La imaginación enferma, la nueva creación de Marcelo Savignone, se alista para su estreno en el Teatro del Pueblo de Buenos Aires el próximo sábado 4 de abril. Esta obra, que será presentada por la Compañía Cuerpos, se podrá disfrutar todos los sábados de abril y mayo a las 17 horas. El elenco está conformado por talentos como Leandro Arancio, Milagros Coll, Sofía González Gil, Valentín Mederos, Guido Napolitano, Belén Santos, Tatiana Sarbia y el propio Savignone, quien también asume la dirección y la escritura del texto.
La obra se caracteriza por su enfoque provocador, que invita a la incomodidad y al cuestionamiento de las normas establecidas en el teatro contemporáneo.
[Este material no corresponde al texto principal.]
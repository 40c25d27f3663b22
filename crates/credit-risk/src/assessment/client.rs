use async_trait::async_trait;
use reqwest::Client;
use serde::{Deserialize, Serialize};
use tracing::debug;

use super::mapping::ServicePayload;
use crate::config::PredictionServiceConfig;

const BODY_SNIPPET_LIMIT: usize = 200;

/// Contribution of a single feature to the predicted outcome.
#[derive(Debug, Clone, PartialEq, Serialize, Deserialize)]
pub struct FeatureImportance {
    pub feature: String,
    pub value: f64,
    pub impact: f64,
}

/// Which way a feature pushes the default probability.
#[derive(Debug, Clone, Copy, PartialEq, Eq, Serialize)]
#[serde(rename_all = "snake_case")]
pub enum RiskDirection {
    IncreasesRisk,
    DecreasesRisk,
}

impl RiskDirection {
    pub const fn label(self) -> &'static str {
        match self {
            RiskDirection::IncreasesRisk => "increases risk",
            RiskDirection::DecreasesRisk => "decreases risk",
        }
    }
}

impl FeatureImportance {
    pub fn direction(&self) -> RiskDirection {
        if self.impact > 0.0 {
            RiskDirection::IncreasesRisk
        } else {
            RiskDirection::DecreasesRisk
        }
    }
}

#[derive(Debug, Clone, PartialEq, Serialize, Deserialize)]
pub struct Explanation {
    pub summary: String,
    pub feature_importance: Vec<FeatureImportance>,
}

/// Outcome of a full assessment: label, default probability and its explanation.
#[derive(Debug, Clone, PartialEq, Serialize, Deserialize)]
pub struct PredictionResult {
    pub prediction: String,
    pub probability: f64,
    pub explanation: Explanation,
}

impl PredictionResult {
    pub fn is_denied(&self) -> bool {
        self.prediction == "Denied"
    }
}

/// Failure of a single prediction call. The display text is the user-facing message.
#[derive(Debug, Clone, PartialEq, thiserror::Error)]
pub enum PredictionError {
    #[error("prediction service unreachable: {0}")]
    Network(String),
    #[error("prediction service responded with status {status}: {body}")]
    Service { status: u16, body: String },
    #[error("malformed prediction response: {0}")]
    MalformedResponse(String),
}

/// Remote risk model, addressed in full (explained) or light (probability only) mode.
#[async_trait]
pub trait PredictionGateway: Send + Sync {
    async fn predict_full(
        &self,
        payload: &ServicePayload,
    ) -> Result<PredictionResult, PredictionError>;

    async fn predict_light(&self, payload: &ServicePayload) -> Result<f64, PredictionError>;
}

#[derive(Debug, Deserialize)]
struct FullResponse {
    prediction: String,
    probability: f64,
    explanation: Option<Explanation>,
}

#[derive(Debug, Deserialize)]
struct LightResponse {
    probability: f64,
}

/// reqwest-backed gateway posting payloads to `{base_url}/predict`.
#[derive(Debug, Clone)]
pub struct HttpPredictionClient {
    client: Client,
    endpoint: String,
}

impl HttpPredictionClient {
    pub fn new(config: &PredictionServiceConfig) -> Self {
        Self::with_client(Client::new(), config)
    }

    pub fn with_client(client: Client, config: &PredictionServiceConfig) -> Self {
        Self {
            client,
            endpoint: format!("{}/predict", config.base_url.trim_end_matches('/')),
        }
    }

    pub fn endpoint(&self) -> &str {
        &self.endpoint
    }

    async fn post(
        &self,
        payload: &ServicePayload,
        include_explanation: bool,
    ) -> Result<String, PredictionError> {
        let mut request = self.client.post(&self.endpoint).json(payload);
        if !include_explanation {
            request = request.query(&[("include_explanation", "false")]);
        }

        let response = request
            .send()
            .await
            .map_err(|err| PredictionError::Network(err.to_string()))?;

        let status = response.status();
        let body = response
            .text()
            .await
            .map_err(|err| PredictionError::Network(err.to_string()))?;

        if !status.is_success() {
            return Err(PredictionError::Service {
                status: status.as_u16(),
                body: snippet(&body),
            });
        }

        debug!(%status, include_explanation, "prediction service responded");
        Ok(body)
    }
}

#[async_trait]
impl PredictionGateway for HttpPredictionClient {
    async fn predict_full(
        &self,
        payload: &ServicePayload,
    ) -> Result<PredictionResult, PredictionError> {
        let body = self.post(payload, true).await?;
        parse_full(&body)
    }

    async fn predict_light(&self, payload: &ServicePayload) -> Result<f64, PredictionError> {
        let body = self.post(payload, false).await?;
        parse_light(&body)
    }
}

pub(crate) fn parse_full(body: &str) -> Result<PredictionResult, PredictionError> {
    let response: FullResponse = serde_json::from_str(body)
        .map_err(|err| PredictionError::MalformedResponse(err.to_string()))?;
    let probability = checked_probability(response.probability)?;
    let explanation = response.explanation.ok_or_else(|| {
        PredictionError::MalformedResponse("full response is missing its explanation".to_string())
    })?;

    Ok(PredictionResult {
        prediction: response.prediction,
        probability,
        explanation,
    })
}

pub(crate) fn parse_light(body: &str) -> Result<f64, PredictionError> {
    let response: LightResponse = serde_json::from_str(body)
        .map_err(|err| PredictionError::MalformedResponse(err.to_string()))?;
    checked_probability(response.probability)
}

fn checked_probability(value: f64) -> Result<f64, PredictionError> {
    if value.is_finite() && (0.0..=1.0).contains(&value) {
        Ok(value)
    } else {
        Err(PredictionError::MalformedResponse(format!(
            "probability {value} is outside [0, 1]"
        )))
    }
}

fn snippet(body: &str) -> String {
    let trimmed = body.trim();
    match trimmed.char_indices().nth(BODY_SNIPPET_LIMIT) {
        Some((cut, _)) => format!("{}...", &trimmed[..cut]),
        None => trimmed.to_string(),
    }
}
Con una coreografía que combina la visión de Savignone y Belén Santos, el espectáculo se apoya en la fuerza de la Compañía Cuerpos, un grupo artístico que se distingue por su compromiso con la innovación en el escenario. Además, se cuenta con la colaboración de Alfredo Iriarte y Gabriela Guastavino en el diseño de vestuario y utilería, elementos que enriquecen la experiencia visual de la obra. Las funciones se extenderán hasta el 23 de mayo en Lavalle 3636, ofreciendo una oportunidad única para los amantes del teatro.
En La imaginación enferma, el teatro se transforma en un espacio de crítica profunda y confrontación. A través de su narrativa, la obra pone en tela de juicio las convenciones del drama moderno, señalando la tendencia de este a la complacencia y su falta de respuesta ante las contradicciones sociales contemporáneas. Al hacerlo, Savignone no solo busca entretener, sino también provocar una reflexión activa en el público, desafiando su papel como meros espectadores.
Una de las escenas más impactantes se desarrolla durante la representación de Un enemigo del pueblo, la célebre obra de Henrik Ibsen. En un giro inesperado, se interrumpe la narrativa tradicional, lo que pone de manifiesto la desconexión existente entre el espectáculo y la realidad. Este acto revela la ineficacia del teatro para abordar los conflictos actuales, invitando al público a reconsiderar su relación con el arte y su rol en la sociedad.
La pieza de Savignone no se limita a replicar las dinámicas del drama burgués, sino que se adentra en las implicancias ideológicas que subyacen en dicho modelo teatral. Cada escena se convierte en una oportunidad para explorar los orígenes y los efectos de estas estructuras, alentando al público a cuestionar su pasividad ante la hipocresía que permea la vida social. La obra emerge como un espacio donde se tensionan las costuras del drama, revelando la urgencia de una mirada crítica hacia el presente.
Con La imaginación enferma, el teatro se convierte en un terreno de colisión entre la verdad y la falsedad. A través de un colapso escénico que sacude la comodidad del espectador, Savignone plantea que el arte no debe ser un mero objeto de contemplación, sino una práctica activa que interpela y desafía a quienes la experimentan. Así, cada representación se transforma en un ejercicio filosófico, donde se abre un espacio de reflexión que invita al público a repensar su propia posición frente a las realidades que los rodean.